## [INSTRUCTIONS TO FOLLOW]
Return only the number of lines in the material below holding the string "clear".

## [DATA EXTRACTS]
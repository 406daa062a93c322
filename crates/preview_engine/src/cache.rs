use std::collections::HashMap;
use std::fs;
use std::io;
use std::path::{Path, PathBuf};
use std::sync::{Arc, Mutex, RwLock};
use std::time::Duration;

use preview_logging::{preview_debug, preview_warn};
use thiserror::Error;

use crate::filename::cache_file_name;
use crate::normalize::cache_key;
use crate::persist::{AtomicFileWriter, PersistError};
use crate::{CacheEntry, EnrichmentResult};

#[derive(Debug, Error)]
pub enum CacheError {
    #[error("url cannot be used as a cache key: {0}")]
    InvalidKey(String),
    #[error("failed to persist cache entry: {0}")]
    Persist(#[from] PersistError),
    #[error("failed to encode cache entry: {0}")]
    Encode(#[from] serde_json::Error),
    #[error("cache io error: {0}")]
    Io(#[from] io::Error),
    #[error("cache worker failed: {0}")]
    Worker(String),
}

/// Keyed store of finalized results. Keys are normalised internally, so
/// `get` and `put` accept the raw bookmark URL.
#[async_trait::async_trait]
pub trait Cache: Send + Sync {
    /// Pure keyed read; freshness is the caller's decision.
    async fn get(&self, url: &str) -> Option<CacheEntry>;

    /// Replace any entry for `url`. The entry expires `ttl` after `result.fetched_at`.
    async fn put(&self, url: &str, result: &EnrichmentResult, ttl: Duration)
        -> Result<(), CacheError>;

    async fn remove(&self, url: &str) -> Result<(), CacheError>;
}

fn entry_for(url: &str, result: &EnrichmentResult, ttl: Duration) -> CacheEntry {
    let ttl = chrono::Duration::from_std(ttl).unwrap_or(chrono::Duration::MAX);
    let expires_at = result
        .fetched_at
        .checked_add_signed(ttl)
        .unwrap_or(chrono::DateTime::<chrono::Utc>::MAX_UTC);
    CacheEntry {
        url: url.to_string(),
        result: result.clone(),
        expires_at,
    }
}

fn key_for(url: &str) -> Result<String, CacheError> {
    cache_key(url).map_err(|err| CacheError::InvalidKey(err.message))
}

#[derive(Debug, Default)]
pub struct MemoryCache {
    entries: RwLock<HashMap<String, CacheEntry>>,
}

impl MemoryCache {
    pub fn new() -> Self {
        Self::default()
    }

    pub fn len(&self) -> usize {
        self.entries.read().map(|e| e.len()).unwrap_or(0)
    }

    pub fn is_empty(&self) -> bool {
        self.len() == 0
    }

    fn get_key(&self, key: &str) -> Option<CacheEntry> {
        self.entries.read().ok()?.get(key).cloned()
    }

    fn insert_key(&self, key: String, entry: CacheEntry) {
        if let Ok(mut entries) = self.entries.write() {
            entries.insert(key, entry);
        }
    }

    fn remove_key(&self, key: &str) {
        if let Ok(mut entries) = self.entries.write() {
            entries.remove(key);
        }
    }
}

#[async_trait::async_trait]
impl Cache for MemoryCache {
    async fn get(&self, url: &str) -> Option<CacheEntry> {
        let key = key_for(url).ok()?;
        self.get_key(&key)
    }

    async fn put(
        &self,
        url: &str,
        result: &EnrichmentResult,
        ttl: Duration,
    ) -> Result<(), CacheError> {
        let key = key_for(url)?;
        self.insert_key(key, entry_for(url, result, ttl));
        Ok(())
    }

    async fn remove(&self, url: &str) -> Result<(), CacheError> {
        let key = key_for(url)?;
        self.remove_key(&key);
        Ok(())
    }
}

/// One JSON file per key, replaced atomically, fronted by an in-memory copy.
/// Writers for the same key are serialised by a per-key async lock.
#[derive(Debug)]
pub struct DiskCache {
    writer: AtomicFileWriter,
    memory: MemoryCache,
    key_locks: Mutex<HashMap<String, Arc<tokio::sync::Mutex<()>>>>,
}

impl DiskCache {
    pub fn open(dir: impl Into<PathBuf>) -> Result<Self, CacheError> {
        let dir = dir.into();
        crate::persist::ensure_dir(&dir)?;
        Ok(Self {
            writer: AtomicFileWriter::new(dir),
            memory: MemoryCache::new(),
            key_locks: Mutex::new(HashMap::new()),
        })
    }

    pub fn dir(&self) -> &Path {
        self.writer.dir()
    }

    /// Delete every stored entry.
    pub fn clear(&self) -> Result<usize, CacheError> {
        let mut removed = 0;
        for dir_entry in fs::read_dir(self.dir())? {
            let path = dir_entry?.path();
            if path.extension().is_some_and(|ext| ext == "json") {
                fs::remove_file(&path)?;
                removed += 1;
            }
        }
        if let Ok(mut entries) = self.memory.entries.write() {
            entries.clear();
        }
        Ok(removed)
    }

    fn lock_for(&self, key: &str) -> Arc<tokio::sync::Mutex<()>> {
        let mut locks = match self.key_locks.lock() {
            Ok(guard) => guard,
            Err(poisoned) => poisoned.into_inner(),
        };
        locks
            .entry(key.to_string())
            .or_insert_with(|| Arc::new(tokio::sync::Mutex::new(())))
            .clone()
    }

    /// Forget the lock for `key` unless another writer still holds a handle.
    fn release_lock(&self, key: &str, lock: Arc<tokio::sync::Mutex<()>>) {
        let mut locks = match self.key_locks.lock() {
            Ok(guard) => guard,
            Err(poisoned) => poisoned.into_inner(),
        };
        // One handle in the map, one in `lock`.
        if Arc::strong_count(&lock) == 2 {
            locks.remove(key);
        }
    }

    fn path_for(&self, key: &str) -> PathBuf {
        self.dir().join(cache_file_name(key))
    }
}

#[async_trait::async_trait]
impl Cache for DiskCache {
    async fn get(&self, url: &str) -> Option<CacheEntry> {
        let key = key_for(url).ok()?;
        if let Some(entry) = self.memory.get_key(&key) {
            return Some(entry);
        }

        let path = self.path_for(&key);
        let read = tokio::task::spawn_blocking(move || fs::read(&path)).await;
        let bytes = match read {
            Ok(Ok(bytes)) => bytes,
            Ok(Err(err)) if err.kind() == io::ErrorKind::NotFound => return None,
            Ok(Err(err)) => {
                preview_warn!("cache read failed for {}: {}", url, err);
                return None;
            }
            Err(err) => {
                preview_warn!("cache read task failed for {}: {}", url, err);
                return None;
            }
        };

        match serde_json::from_slice::<CacheEntry>(&bytes) {
            Ok(entry) => {
                self.memory.insert_key(key, entry.clone());
                Some(entry)
            }
            Err(err) => {
                preview_warn!("ignoring corrupt cache entry for {}: {}", url, err);
                None
            }
        }
    }

    async fn put(
        &self,
        url: &str,
        result: &EnrichmentResult,
        ttl: Duration,
    ) -> Result<(), CacheError> {
        let key = key_for(url)?;
        let entry = entry_for(url, result, ttl);
        let encoded = serde_json::to_vec(&entry)?;

        let lock = self.lock_for(&key);
        let written = {
            let _guard = lock.lock().await;
            let writer = self.writer.clone();
            let filename = cache_file_name(&key);
            tokio::task::spawn_blocking(move || writer.write(&filename, &encoded))
                .await
                .map_err(|err| CacheError::Worker(err.to_string()))
                .and_then(|written| written.map_err(CacheError::from))
        };
        self.release_lock(&key, lock);
        written?;

        preview_debug!("cached {} until {}", url, entry.expires_at);
        self.memory.insert_key(key, entry);
        Ok(())
    }

    async fn remove(&self, url: &str) -> Result<(), CacheError> {
        let key = key_for(url)?;
        let lock = self.lock_for(&key);
        let removed = {
            let _guard = lock.lock().await;
            self.memory.remove_key(&key);
            let path = self.path_for(&key);
            tokio::task::spawn_blocking(move || match fs::remove_file(path) {
                Ok(()) => Ok(()),
                Err(err) if err.kind() == io::ErrorKind::NotFound => Ok(()),
                Err(err) => Err(err),
            })
            .await
            .map_err(|err| CacheError::Worker(err.to_string()))
            .and_then(|removed| removed.map_err(CacheError::from))
        };
        self.release_lock(&key, lock);
        removed
    }
}

#[cfg(test)]
mod tests {
    use chrono::{TimeZone, Utc};

    use super::*;
    use crate::Outcome;

    fn result(url: &str) -> EnrichmentResult {
        EnrichmentResult {
            url: url.to_string(),
            metadata: None,
            thumbnail: None,
            fetched_at: Utc.with_ymd_and_hms(2024, 5, 1, 12, 0, 0).unwrap(),
            outcome: Outcome::Ok,
            error_kind: None,
        }
    }

    fn lock_count(cache: &DiskCache) -> usize {
        cache.key_locks.lock().unwrap().len()
    }

    #[tokio::test]
    async fn write_locks_are_released_after_use() {
        let temp = tempfile::tempdir().unwrap();
        let cache = DiskCache::open(temp.path()).unwrap();
        let ttl = Duration::from_secs(60);

        for i in 0..5 {
            let url = format!("https://site{i}.example/");
            cache.put(&url, &result(&url), ttl).await.unwrap();
        }
        assert_eq!(lock_count(&cache), 0);

        let url = "https://site0.example/";
        cache.remove(url).await.unwrap();
        assert_eq!(lock_count(&cache), 0);
        let path = cache.path_for(&key_for(url).unwrap());
        assert!(!path.exists());
        assert!(cache.get(url).await.is_none());

        cache.remove(url).await.unwrap();
    }

    #[tokio::test]
    async fn a_held_lock_survives_release_by_another_writer() {
        let temp = tempfile::tempdir().unwrap();
        let cache = DiskCache::open(temp.path()).unwrap();
        let key = "https://a.example/";

        let first = cache.lock_for(key);
        let second = cache.lock_for(key);
        cache.release_lock(key, first);
        assert_eq!(lock_count(&cache), 1);
        cache.release_lock(key, second);
        assert_eq!(lock_count(&cache), 0);
    }
}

## [SOLUTION TO THIS PROBLEM]
2